Question: For sake of argument if i don't buy WL, just invest
$100,000 in index fund, assuming growth 7% per historic performance, I will
have $196,715 in 10 yrs, $386,968 in 20 yes and $761,226 in 30 yrs. If I pay
nursing care using this money 30 yrs after, I withdraw $12000/mo, ie
150,000/yr; roughly the money will last for 5 yrs. I pay tax on the gaining
portion 150k-20k=130k; I pay 25% or $32500 tax/yr, so I have $117,500 remaining to pay nursing care. This
is pretty good supplement. The benefit is I'm in total control, and I don't pay
WL management cost. If I have extra money left for kids, within 10.9 million
it's tax free. Can you please check if my thinking is logic and making sense?
This is a great question, worth further discussion indeed.
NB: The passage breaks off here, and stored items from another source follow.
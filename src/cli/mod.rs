//! CLI Module
//!
//! Command-line interface for the full-waveform feature extractor.

pub mod commands;

use clap::{Parser, Subcommand, ValueEnum};
use std::path::PathBuf;

use crate::features::DetectionMethod;

/// Full-waveform LiDAR feature extraction
#[derive(Parser, Debug)]
#[command(name = "fullwave-cli")]
#[command(version, about, long_about = None)]
pub struct Cli {
    /// Enable debug output
    #[arg(short, long, global = true, conflicts_with = "quiet")]
    pub verbose: bool,

    /// Only print warnings and errors
    #[arg(short, long, global = true)]
    pub quiet: bool,

    #[command(subcommand)]
    pub command: Commands,
}

impl Cli {
    /// Log filter implied by the verbosity flags
    pub fn log_filter(&self) -> &'static str {
        if self.verbose {
            "debug"
        } else if self.quiet {
            "warn"
        } else {
            "info"
        }
    }
}

#[derive(Subcommand, Debug)]
pub enum Commands {
    /// Extract peaks from a pulse file or a directory of pulse files
    #[command(name = "extract")]
    Extract {
        /// Pulse file, or directory scanned for pulse files
        input: PathBuf,

        /// Report file (single input) or report directory
        #[arg(short, long)]
        output: Option<PathBuf>,

        /// Configuration file
        #[arg(short, long)]
        config: Option<PathBuf>,

        /// Override the noise level
        #[arg(long)]
        noise_level: Option<f64>,

        /// Override the segment length
        #[arg(long)]
        max_count: Option<usize>,

        /// Override the detection method
        #[arg(long, value_enum)]
        method: Option<MethodArg>,

        /// Refine peaks with a Gaussian fit
        ///
        /// Fitting is off unless this flag or the configuration file's
        /// `refinement` selects it; peaks are otherwise refined raw.
        #[arg(long)]
        gaussian: bool,

        /// Also write a CSV peak table next to each report
        #[arg(long)]
        csv: bool,
    },

    /// Write the default configuration to a file
    #[command(name = "config")]
    Config {
        /// Destination path
        path: PathBuf,
    },
}

/// Detection method as spelled on the command line
#[derive(ValueEnum, Debug, Clone, Copy, PartialEq, Eq)]
pub enum MethodArg {
    /// Smoothed curvature regions
    Curvature,
    /// First-difference turning points
    FirstDifference,
}

impl From<MethodArg> for DetectionMethod {
    fn from(arg: MethodArg) -> Self {
        match arg {
            MethodArg::Curvature => DetectionMethod::CurvatureRegion,
            MethodArg::FirstDifference => DetectionMethod::FirstDifference,
        }
    }
}
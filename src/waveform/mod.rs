//! Waveform input and buffering
//!
//! Pulses come in through a [`WaveformSource`], get split by wave class and
//! land in a [`WaveformBuffer`] as fixed-length segments of a
//! [`SegmentedSequence`].

mod buffer;
mod segmented;
mod source;

pub use buffer::WaveformBuffer;
pub use segmented::SegmentedSequence;
pub use source::{MemorySource, Pulse, Sampling, WaveClass, WaveSegment, WaveformSource};
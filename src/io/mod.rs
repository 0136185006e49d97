//! File input and output
//!
//! JSON pulse files in, JSON reports and CSV peak tables out.

mod pulse_file;
mod report;

pub use pulse_file::{discover_pulse_files, PulseFile, PulseFileSource, PULSE_FILE_EXTENSION};
pub use report::{file_checksum, ClassReport, FeatureReport, PeakRecord, CSV_HEADER};
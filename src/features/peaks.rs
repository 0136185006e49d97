//! Peak Detector
//!
//! Finds reflection peaks in an amplitude sequence. Detection is driven by a
//! derived signal (smoothed curvature or first difference) gated by a
//! caller-supplied noise level; the reported amplitude and location always
//! come from the raw amplitude sequence.

use log::debug;
use serde::{Deserialize, Serialize};

use super::difference::{
    first_difference, second_difference, FIRST_DIFFERENCE_LEAD, SECOND_DIFFERENCE_LEAD,
};
use super::smoothing::smooth_second_difference;
use crate::error::{FullwaveError, Result};
use crate::waveform::SegmentedSequence;

/// A detected reflection
#[derive(Debug, Clone, Copy, PartialEq, Eq, Serialize, Deserialize)]
pub struct Peak {
    /// Raw amplitude at `location`
    pub amplitude: i32,
    /// Index into the full amplitude sequence (not segment-local)
    pub location: usize,
}

/// How peak candidates are found
#[derive(Debug, Clone, Copy, PartialEq, Eq, Default, Serialize, Deserialize)]
#[serde(rename_all = "kebab-case")]
pub enum DetectionMethod {
    /// One peak per region where smoothed curvature exceeds the noise level
    #[default]
    CurvatureRegion,
    /// A peak at every rising-to-falling turn of the first difference whose
    /// raw amplitude exceeds the noise level
    FirstDifference,
}

impl DetectionMethod {
    /// Short name used in logs and reports
    pub fn name(&self) -> &'static str {
        match self {
            DetectionMethod::CurvatureRegion => "curvature-region",
            DetectionMethod::FirstDifference => "first-difference",
        }
    }
}

/// Noise-gated peak detector
///
/// The noise level is not validated: a non-positive level simply lets most
/// samples through.
#[derive(Debug, Clone, PartialEq, Serialize, Deserialize)]
pub struct PeakDetector {
    /// Threshold a detection signal must exceed
    pub noise_level: f64,
    /// Detection method
    pub method: DetectionMethod,
}

impl PeakDetector {
    /// Create a detector
    pub fn new(noise_level: f64, method: DetectionMethod) -> Self {
        Self {
            noise_level,
            method,
        }
    }

    /// Find peaks in an amplitude sequence of `max_count`-sample segments
    ///
    /// Derived sequences are computed internally. Peaks come back in
    /// ascending location order and never span two segments.
    ///
    /// # Errors
    /// Returns `SegmentLengthMismatch` if any segment is not exactly
    /// `max_count` samples long. An empty sequence gives an empty result.
    pub fn find_peaks(
        &self,
        amplitudes: &SegmentedSequence<i32>,
        max_count: usize,
    ) -> Result<Vec<Peak>> {
        check_geometry(amplitudes, max_count)?;

        let peaks = match self.method {
            DetectionMethod::CurvatureRegion => {
                let smoothed = smooth_second_difference(&second_difference(amplitudes));
                self.scan_curvature(amplitudes, &smoothed)
            }
            DetectionMethod::FirstDifference => {
                self.scan_first_difference(amplitudes, &first_difference(amplitudes))
            }
        };

        debug!(
            "[PEAKS] {} peaks via {} (noise level {})",
            peaks.len(),
            self.method.name(),
            self.noise_level
        );
        Ok(peaks)
    }

    /// Region scan over a smoothed curvature sequence
    ///
    /// A region opens when curvature rises above the noise level and closes
    /// when it drops back to or below it, or when the segment ends. Each
    /// region yields the first raw sample holding the region's maximum.
    pub(crate) fn scan_curvature(
        &self,
        amplitudes: &SegmentedSequence<i32>,
        smoothed: &SegmentedSequence<i32>,
    ) -> Vec<Peak> {
        let mut peaks = Vec::new();

        for ((segment, raw), (_, curvature)) in amplitudes.segments().zip(smoothed.segments()) {
            let base = amplitudes.segment_start(segment).unwrap_or_default();
            let mut best: Option<usize> = None;

            for (j, &value) in curvature.iter().enumerate() {
                let offset = j + SECOND_DIFFERENCE_LEAD;
                if self.exceeds(value) {
                    best = match best {
                        Some(b) if raw[b] >= raw[offset] => Some(b),
                        _ => Some(offset),
                    };
                } else if let Some(b) = best.take() {
                    peaks.push(Peak::from_segment(raw, base, b));
                }
            }

            if let Some(b) = best {
                peaks.push(Peak::from_segment(raw, base, b));
            }
        }

        peaks
    }

    /// Turning-point scan over a first-difference sequence
    ///
    /// Sample `k` is a peak when the signal rises into it, does not rise out
    /// of it, and its raw amplitude exceeds the noise level. On a plateau the
    /// first sample of the plateau is reported.
    pub(crate) fn scan_first_difference(
        &self,
        amplitudes: &SegmentedSequence<i32>,
        first: &SegmentedSequence<i32>,
    ) -> Vec<Peak> {
        let mut peaks = Vec::new();

        for ((segment, raw), (_, diff)) in amplitudes.segments().zip(first.segments()) {
            let base = amplitudes.segment_start(segment).unwrap_or_default();

            for (j, pair) in diff.windows(2).enumerate() {
                let offset = j + FIRST_DIFFERENCE_LEAD + 1;
                if pair[0] > 0 && pair[1] <= 0 && self.exceeds(raw[offset]) {
                    peaks.push(Peak::from_segment(raw, base, offset));
                }
            }
        }

        peaks
    }

    fn exceeds(&self, value: i32) -> bool {
        f64::from(value) > self.noise_level
    }
}

impl Default for PeakDetector {
    fn default() -> Self {
        Self::new(5.0, DetectionMethod::default())
    }
}

impl Peak {
    fn from_segment(raw: &[i32], base: usize, offset: usize) -> Self {
        Self {
            amplitude: raw[offset],
            location: base + offset,
        }
    }
}

/// Every segment must be exactly `max_count` samples long
pub(crate) fn check_geometry(amplitudes: &SegmentedSequence<i32>, max_count: usize) -> Result<()> {
    match amplitudes.segment_lens().find(|&len| len != max_count) {
        Some(actual) => Err(FullwaveError::SegmentLengthMismatch {
            expected: max_count,
            actual,
        }),
        None => Ok(()),
    }
}
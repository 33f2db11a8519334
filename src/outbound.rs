//! Outbound side of a turn: sending new messages and updating sent ones.

use async_trait::async_trait;
use chrono::{DateTime, Utc};
use secrecy::{ExposeSecret, SecretString};
use serde::Serialize;
use tracing::{debug, info};

use crate::activity::ConversationRef;
use crate::cards::Attachment;
use crate::error::ChannelError;

/// A message the bot sends or an update replacing one it sent.
#[derive(Debug, Clone, PartialEq, Serialize)]
#[serde(rename_all = "camelCase")]
pub struct OutboundActivity {
    #[serde(rename = "type")]
    pub activity_type: String,
    /// Id of the message being replaced; set only for updates.
    #[serde(skip_serializing_if = "Option::is_none")]
    pub id: Option<String>,
    pub attachments: Vec<Attachment>,
    pub timestamp: DateTime<Utc>,
}

impl OutboundActivity {
    /// A new message carrying `attachments`.
    pub fn message(attachments: Vec<Attachment>) -> Self {
        Self {
            activity_type: "message".to_string(),
            id: None,
            attachments,
            timestamp: Utc::now(),
        }
    }

    /// A replacement for message `id`.
    pub fn update(id: impl Into<String>, attachments: Vec<Attachment>) -> Self {
        Self {
            id: Some(id.into()),
            ..Self::message(attachments)
        }
    }
}

/// Delivers outbound activities to a conversation.
#[async_trait]
pub trait ConversationSink: Send + Sync {
    /// Post a new message.
    async fn send(
        &self,
        conversation: &ConversationRef,
        activity: OutboundActivity,
    ) -> Result<(), ChannelError>;

    /// Replace the message identified by `activity.id`.
    async fn update(
        &self,
        conversation: &ConversationRef,
        activity: OutboundActivity,
    ) -> Result<(), ChannelError>;
}

/// Connector REST client: posts and replaces activities at the conversation's
/// service URL.
pub struct ConnectorClient {
    client: reqwest::Client,
    token: Option<SecretString>,
}

impl ConnectorClient {
    pub fn new(token: Option<SecretString>) -> Self {
        Self {
            client: reqwest::Client::new(),
            token,
        }
    }

    fn activities_url(conversation: &ConversationRef) -> String {
        format!(
            "{}/v3/conversations/{}/activities",
            conversation.service_url.trim_end_matches('/'),
            conversation.conversation_id
        )
    }

    fn authorize(&self, request: reqwest::RequestBuilder) -> reqwest::RequestBuilder {
        match &self.token {
            Some(token) => request.bearer_auth(token.expose_secret()),
            None => request,
        }
    }
}

#[async_trait]
impl ConversationSink for ConnectorClient {
    async fn send(
        &self,
        conversation: &ConversationRef,
        activity: OutboundActivity,
    ) -> Result<(), ChannelError> {
        let url = Self::activities_url(conversation);
        let send_failed = |reason: String| ChannelError::SendFailed {
            conversation_id: conversation.conversation_id.clone(),
            reason,
        };

        let resp = self
            .authorize(self.client.post(&url))
            .json(&activity)
            .send()
            .await
            .map_err(|e| send_failed(e.to_string()))?;

        if !resp.status().is_success() {
            let status = resp.status();
            let body = resp.text().await.unwrap_or_default();
            return Err(send_failed(format!("{status}: {body}")));
        }

        info!(
            conversation_id = %conversation.conversation_id,
            attachments = activity.attachments.len(),
            "Activity sent"
        );
        Ok(())
    }

    async fn update(
        &self,
        conversation: &ConversationRef,
        activity: OutboundActivity,
    ) -> Result<(), ChannelError> {
        let activity_id = activity.id.clone().ok_or_else(|| ChannelError::UpdateFailed {
            activity_id: String::new(),
            reason: "update without an activity id".into(),
        })?;
        let url = format!("{}/{}", Self::activities_url(conversation), activity_id);
        let update_failed = |reason: String| ChannelError::UpdateFailed {
            activity_id: activity_id.clone(),
            reason,
        };

        let resp = self
            .authorize(self.client.put(&url))
            .json(&activity)
            .send()
            .await
            .map_err(|e| update_failed(e.to_string()))?;

        if !resp.status().is_success() {
            let status = resp.status();
            let body = resp.text().await.unwrap_or_default();
            return Err(update_failed(format!("{status}: {body}")));
        }

        debug!(activity_id = %activity_id, "Activity updated");
        Ok(())
    }
}
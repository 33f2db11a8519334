//! Card update protocol for compose-extension actions.
//!
//! The counter shown on an updated card lives in the card's own action
//! value. Clicking "Update Card" sends that value back, so each card instance
//! counts its own clicks and the server keeps nothing.

use serde::{Deserialize, Serialize};
use serde_json::Value;
use tracing::{info, warn};

use crate::activity::ConversationRef;
use crate::cards::{Attachment, CardAction, HeroCard};
use crate::error::{Error, Result};
use crate::outbound::{ConversationSink, OutboundActivity};

/// Version written next to the counter in the carried value.
pub const COUNTER_VERSION: u32 = 1;

/// Client-held counter state, embedded in the action value and echoed back
/// verbatim by the platform.
#[derive(Debug, Clone, Copy, PartialEq, Eq, Serialize, Deserialize)]
#[serde(rename_all = "camelCase")]
pub struct CardCounter {
    #[serde(default)]
    pub count: u64,
    #[serde(default = "default_version")]
    pub count_version: u32,
}

fn default_version() -> u32 {
    COUNTER_VERSION
}

impl CardCounter {
    /// Read the counter from an invoke value. A value that never carried a
    /// counter starts at 0.
    pub fn read(value: &Value) -> Result<Self> {
        serde_json::from_value(value.clone())
            .map_err(|e| Error::InvalidActivity(format!("card counter: {e}")))
    }

    pub fn next(self) -> Self {
        Self {
            count: self.count.saturating_add(1),
            count_version: COUNTER_VERSION,
        }
    }

    /// Copy of `value` carrying this counter.
    pub fn write_into(&self, value: &Value) -> Value {
        let mut updated = match value {
            Value::Object(map) => map.clone(),
            _ => serde_json::Map::new(),
        };
        updated.insert("count".into(), Value::from(self.count));
        updated.insert("countVersion".into(), Value::from(self.count_version));
        Value::Object(updated)
    }
}

/// Result of pushing an updated card.
#[derive(Debug, Clone, PartialEq, Eq)]
pub enum UpdateOutcome {
    /// The message now shows `count`.
    Updated { activity_id: String, count: u64 },
    /// The update call failed; the failure was logged and not propagated.
    Suppressed {
        activity_id: String,
        count: u64,
        reason: String,
    },
}

/// The card the user last saw, as embedded in the invoke value.
fn embedded_attachment(value: &Value) -> Result<Attachment> {
    let raw = value
        .pointer("/messagePayload/attachments/0")
        .ok_or_else(|| Error::InvalidActivity("submit action without messagePayload attachment".into()))?;
    let attachment: Attachment = serde_json::from_value(raw.clone())
        .map_err(|e| Error::InvalidActivity(format!("embedded attachment: {e}")))?;
    attachment
        .content_json()
        .map_err(|e| Error::InvalidActivity(format!("embedded attachment content: {e}")))?;
    Ok(attachment)
}

/// Increment the counter carried in `value`, render the updated card with
/// `buttons` plus an "Update Card" action carrying the new value, and replace
/// the embedded attachment's message.
pub async fn send_update_card(
    value: &Value,
    mut buttons: Vec<CardAction>,
    conversation: &ConversationRef,
    sink: &dyn ConversationSink,
) -> Result<UpdateOutcome> {
    let attachment = embedded_attachment(value)?;
    let activity_id = attachment
        .id
        .filter(|id| !id.is_empty())
        .ok_or_else(|| Error::InvalidActivity("embedded attachment without id".into()))?;

    let counter = CardCounter::read(value)?.next();
    buttons.push(
        CardAction::message_back("Update Card", "UpdateCardAction")
            .with_value(counter.write_into(value)),
    );

    let card = HeroCard::new("Updated card")
        .with_text(format!("Update count: {}", counter.count))
        .with_buttons(buttons)
        .into_attachment()
        .with_id(&activity_id);

    match sink
        .update(conversation, OutboundActivity::update(&activity_id, vec![card]))
        .await
    {
        Ok(()) => {
            info!(activity_id = %activity_id, count = counter.count, "Card updated");
            Ok(UpdateOutcome::Updated {
                activity_id,
                count: counter.count,
            })
        }
        Err(e) => {
            warn!(activity_id = %activity_id, error = %e, "Card update failed; suppressed");
            Ok(UpdateOutcome::Suppressed {
                activity_id,
                count: counter.count,
                reason: e.to_string(),
            })
        }
    }
}
#[cfg(test)]
mod tests {
    use serde_json::json;

    use super::*;
    use crate::activity::{Entity, invoke_names};
    use crate::error::Error;
    use crate::extension::UpdateOutcome;
    use crate::outbound::testing::RecordingSink;
    use crate::search::testing::StubSearch;
    use crate::state::LikeScope;

    struct Harness {
        dispatcher: ActivityDispatcher,
        sink: Arc<RecordingSink>,
    }

    fn harness_with(sink: RecordingSink, scope: LikeScope) -> Harness {
        let sink = Arc::new(sink);
        let dispatcher = ActivityDispatcher::new(DispatcherDeps {
            templates: Arc::new(TemplateRegistry::builtin()),
            likes: Arc::new(LikeStore::new(scope)),
            search: Arc::new(StubSearch::with_items(10)),
            sink: Arc::clone(&sink) as Arc<dyn ConversationSink>,
            google_url: "https://google.com/".into(),
            web_url: "https://google.pt?query=test".into(),
        });
        Harness { dispatcher, sink }
    }

    fn harness() -> Harness {
        harness_with(RecordingSink::default(), LikeScope::Conversation)
    }

    fn bot() -> ChannelAccount {
        ChannelAccount {
            id: "28:bot".into(),
            name: Some("CardBot".into()),
        }
    }

    fn message(text: &str, conversation_id: &str) -> Activity {
        Activity::message(text)
            .with_conversation(conversation_id)
            .with_recipient(bot())
            .with_entity(Entity {
                kind: "mention".into(),
                mentioned: Some(bot()),
                text: Some("<at>CardBot</at>".into()),
            })
    }

    fn like(conversation_id: &str, reply_to: &str) -> Activity {
        Activity::invoke(
            invoke_names::ADAPTIVE_CARD_ACTION,
            json!({"action": {"type": "Action.Execute", "verb": "userlike"}}),
        )
        .with_conversation(conversation_id)
        .with_reply_to(reply_to)
    }

    fn like_count_of(activity: &OutboundActivity) -> u64 {
        activity.attachments[0].content["actions"][0]["data"]["likeCount"]
            .as_u64()
            .unwrap()
    }

    #[tokio::test]
    async fn mentioned_welcome_sends_welcome_card() {
        let h = harness();
        let response = h
            .dispatcher
            .dispatch(&message("<at>CardBot</at> Welcome\r\n", "c1"))
            .await
            .unwrap();
        assert_eq!(response.outcome, TurnOutcome::Completed { sent: 1 });
        let sent = h.sink.sent().await;
        assert_eq!(sent.len(), 1);
        assert_eq!(sent[0].attachments[0].content["body"][0]["text"], "Your Hello World Bot is Running");
    }

    #[tokio::test]
    async fn unrecognized_text_does_nothing() {
        let h = harness();
        for text in ["hello", "help", "learn more", ""] {
            let response = h.dispatcher.dispatch(&message(text, "c1")).await.unwrap();
            assert_eq!(response.outcome, TurnOutcome::Completed { sent: 0 });
            assert!(response.side_effects.is_empty());
        }
        assert!(h.sink.calls.lock().await.is_empty());
    }

    #[tokio::test]
    async fn google_returns_side_effect_without_reply() {
        let h = harness();
        let response = h.dispatcher.dispatch(&message("GOOGLE", "c1")).await.unwrap();
        assert_eq!(
            response.side_effects,
            vec![SideEffect::OpenUrl("https://google.com/".into())]
        );
        assert!(h.sink.calls.lock().await.is_empty());
    }

    #[tokio::test]
    async fn learn_after_likes_starts_from_zero() {
        let h = harness();
        h.dispatcher.dispatch(&like("c1", "m1")).await.unwrap();
        h.dispatcher.dispatch(&like("c1", "m1")).await.unwrap();
        assert_eq!(h.dispatcher.likes().get("c1").await, 2);

        h.dispatcher.dispatch(&message("welcome", "c1")).await.unwrap();
        h.dispatcher.dispatch(&message("learn", "c1")).await.unwrap();

        let sent = h.sink.sent().await;
        assert_eq!(like_count_of(sent.last().unwrap()), 0);
        assert_eq!(h.dispatcher.likes().get("c1").await, 0);
    }

    #[tokio::test]
    async fn n_likes_yield_n_updates_to_the_same_message() {
        let h = harness();
        h.dispatcher.dispatch(&message("learn", "c1")).await.unwrap();
        for _ in 0..4 {
            let response = h.dispatcher.dispatch(&like("c1", "m1")).await.unwrap();
            assert!(matches!(
                response.outcome,
                TurnOutcome::CardInvoke(InvokeOutcome::Updated { .. })
            ));
        }
        let updates = h.sink.updated().await;
        assert_eq!(updates.len(), 4);
        assert!(updates.iter().all(|u| u.id.as_deref() == Some("m1")));
        let counts: Vec<u64> = updates.iter().map(like_count_of).collect();
        assert_eq!(counts, vec![1, 2, 3, 4]);
    }

    #[tokio::test]
    async fn likes_are_scoped_per_conversation_by_default() {
        let h = harness();
        h.dispatcher.dispatch(&like("c1", "m1")).await.unwrap();
        h.dispatcher.dispatch(&like("c2", "m2")).await.unwrap();
        assert_eq!(h.dispatcher.likes().get("c1").await, 1);
        assert_eq!(h.dispatcher.likes().get("c2").await, 1);
    }

    #[tokio::test]
    async fn global_scope_shares_likes_across_conversations() {
        let h = harness_with(RecordingSink::default(), LikeScope::Global);
        h.dispatcher.dispatch(&like("c1", "m1")).await.unwrap();
        h.dispatcher.dispatch(&like("c2", "m2")).await.unwrap();
        let updates = h.sink.updated().await;
        assert_eq!(like_count_of(&updates[1]), 2);
    }

    #[tokio::test]
    async fn members_added_greets_first_member_with_id_only() {
        let h = harness();
        let activity = Activity::members_added(vec![
            ChannelAccount::default(),
            ChannelAccount {
                id: "29:alice".into(),
                name: None,
            },
            ChannelAccount {
                id: "29:bob".into(),
                name: None,
            },
        ])
        .with_conversation("c1");

        let response = h.dispatcher.dispatch(&activity).await.unwrap();
        assert_eq!(response.outcome, TurnOutcome::Completed { sent: 1 });
        assert_eq!(h.sink.sent().await.len(), 1);
    }

    #[tokio::test]
    async fn members_added_without_ids_sends_nothing() {
        let h = harness();
        let activity = Activity::members_added(vec![ChannelAccount::default()]);
        let response = h.dispatcher.dispatch(&activity).await.unwrap();
        assert_eq!(response.outcome, TurnOutcome::Completed { sent: 0 });
        assert!(h.sink.sent().await.is_empty());
    }

    #[tokio::test]
    async fn unknown_submit_command_is_rejected_without_output() {
        let h = harness();
        let activity = Activity::invoke(invoke_names::SUBMIT_ACTION, json!({"commandId": "unknownCmd"}));
        let err = h.dispatcher.dispatch(&activity).await.unwrap_err();
        assert!(matches!(err, Error::NotImplemented { .. }));
        assert!(h.sink.calls.lock().await.is_empty());
    }

    #[tokio::test]
    async fn open_web_url_submit_returns_side_effect() {
        let h = harness();
        let activity = Activity::invoke(invoke_names::SUBMIT_ACTION, json!({"commandId": "openWebUrl"}));
        let response = h.dispatcher.dispatch(&activity).await.unwrap();
        assert_eq!(
            response.side_effects,
            vec![SideEffect::OpenUrl("https://google.pt?query=test".into())]
        );
    }

    #[tokio::test]
    async fn post_comment_update_failure_is_suppressed_not_raised() {
        let h = harness_with(RecordingSink::failing_updates(), LikeScope::Conversation);
        let activity = Activity::invoke(
            invoke_names::SUBMIT_ACTION,
            json!({
                "commandId": "postComment",
                "messagePayload": {"attachments": [{"id": "att-1", "contentType": "x", "content": "{}"}]}
            }),
        );
        let response = h.dispatcher.dispatch(&activity).await.unwrap();
        assert!(matches!(
            response.outcome,
            TurnOutcome::Submitted(SubmitOutcome::CardUpdate(UpdateOutcome::Suppressed { count: 1, .. }))
        ));
    }

    #[tokio::test]
    async fn query_select_and_link_return_extension_results() {
        let h = harness();

        let query = Activity::invoke(
            invoke_names::QUERY,
            json!({"parameters": [{"name": "searchQuery", "value": "react"}]}),
        );
        match h.dispatcher.dispatch(&query).await.unwrap().outcome {
            TurnOutcome::ExtensionResult(r) => assert_eq!(r.compose_extension.attachments.len(), 8),
            other => panic!("Expected ExtensionResult, got {other:?}"),
        }

        let select = Activity::invoke(
            invoke_names::SELECT_ITEM,
            json!({"name": "lodash", "description": "utils"}),
        );
        match h.dispatcher.dispatch(&select).await.unwrap().outcome {
            TurnOutcome::ExtensionResult(r) => {
                assert_eq!(r.compose_extension.attachments[0].content["title"], "lodash")
            }
            other => panic!("Expected ExtensionResult, got {other:?}"),
        }

        let link = Activity::invoke(invoke_names::QUERY_LINK, json!({"url": "https://example.com"}));
        match h.dispatcher.dispatch(&link).await.unwrap().outcome {
            TurnOutcome::ExtensionResult(r) => assert_eq!(r.compose_extension.attachments.len(), 1),
            other => panic!("Expected ExtensionResult, got {other:?}"),
        }
    }

    #[tokio::test]
    async fn other_activity_types_are_ignored() {
        let h = harness();
        let response = h.dispatcher.dispatch(&Activity::new("typing")).await.unwrap();
        assert_eq!(response.outcome, TurnOutcome::Ignored);
    }
}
But first of all, I really don’t think we are suggesting that investment and
life insurance are two mutually exclusive choices. Rather, I’d think life
insurance should be one important pillars of the retirement planning for
everyone, big or small. For most of us, I think we have already a lot stakes in
at least one of the two: investment (stocks/bonds) and real estate. The 3rd
one is precious metals (physical or mining stocks) that most of people are
still lacking probably. Then life insurance. Over years, I personally have
accumulated sizable portfolio for the first three but only recently are
starting to get into life insurance (LI) in a big way for a reason. More I
study and learn about LI, more I find it is a great asset that one should not
overlook.
So for the sake of discussion, let’s do assume one has to
choose either the investment with the S&P stock index or LI. In the past, I
probably would go with your logic and put money into the index, not LI. But
nowadays, I’m not so sure and may be likely more lining towards LI, more
specifically the special Whole Life (WL) that I love to have. Let me give you
the answer first before getting into a bit details: Except the seemingly more flexibility/control
as you point out with investment (which is not necessarily less with the WL), in
my mind WL has unbeatable advantages
that integrate all the great features that one needs to have as a retirement planning:
guaranteed compounding growth, tax-free living benefits, legal protection,
long-term care & terminal illness benefits, and tax-free asset transfer (the
death benefit within a limit)! All of these are just captured within one policy
but one has to pay big money to set them up separately. Here are more details:
Investment
return: Indeed historically the S&P
index may likely generate a 7% annual return. But don’t forget, there is no
guarantee about this, especially in terms of the timing that one can never
predict what the market may do in 15-20 years from now when we mostly need
reliably incomes! Yes, we have entered into almost a 10 year bull market
without much corrections and people tend to believe this will just continue
with the momentum. I also believe we likely have not seen the exact top yet and
there could be a couple of more good years for the stock market. But here is
the thing: no bull market can last forever and extended bull market may be
followed by extended bear market as well. Personally I think we may be at 8th
inning of the bull if 10 is the peak. Historically, the market took 15-20 years
to get out from the Great Depression in 1930s-40s and it took over 15 years to
finally recover from the dot.com crash in early 2000s. Then for Japan, it has
been 30 years since its peak but it is still struggling to get back on its
foot, not mentioning returning to its peak of the stock market. Can we be so
sure that we won’t see anything like this down the road in the US? At least I’m
not so sure. What happens if it just so occurs unfortunately that during the
period of time when we need the safe money most, the stock market is entering
into a prolonged depressing bear that cut your early returns by half or more?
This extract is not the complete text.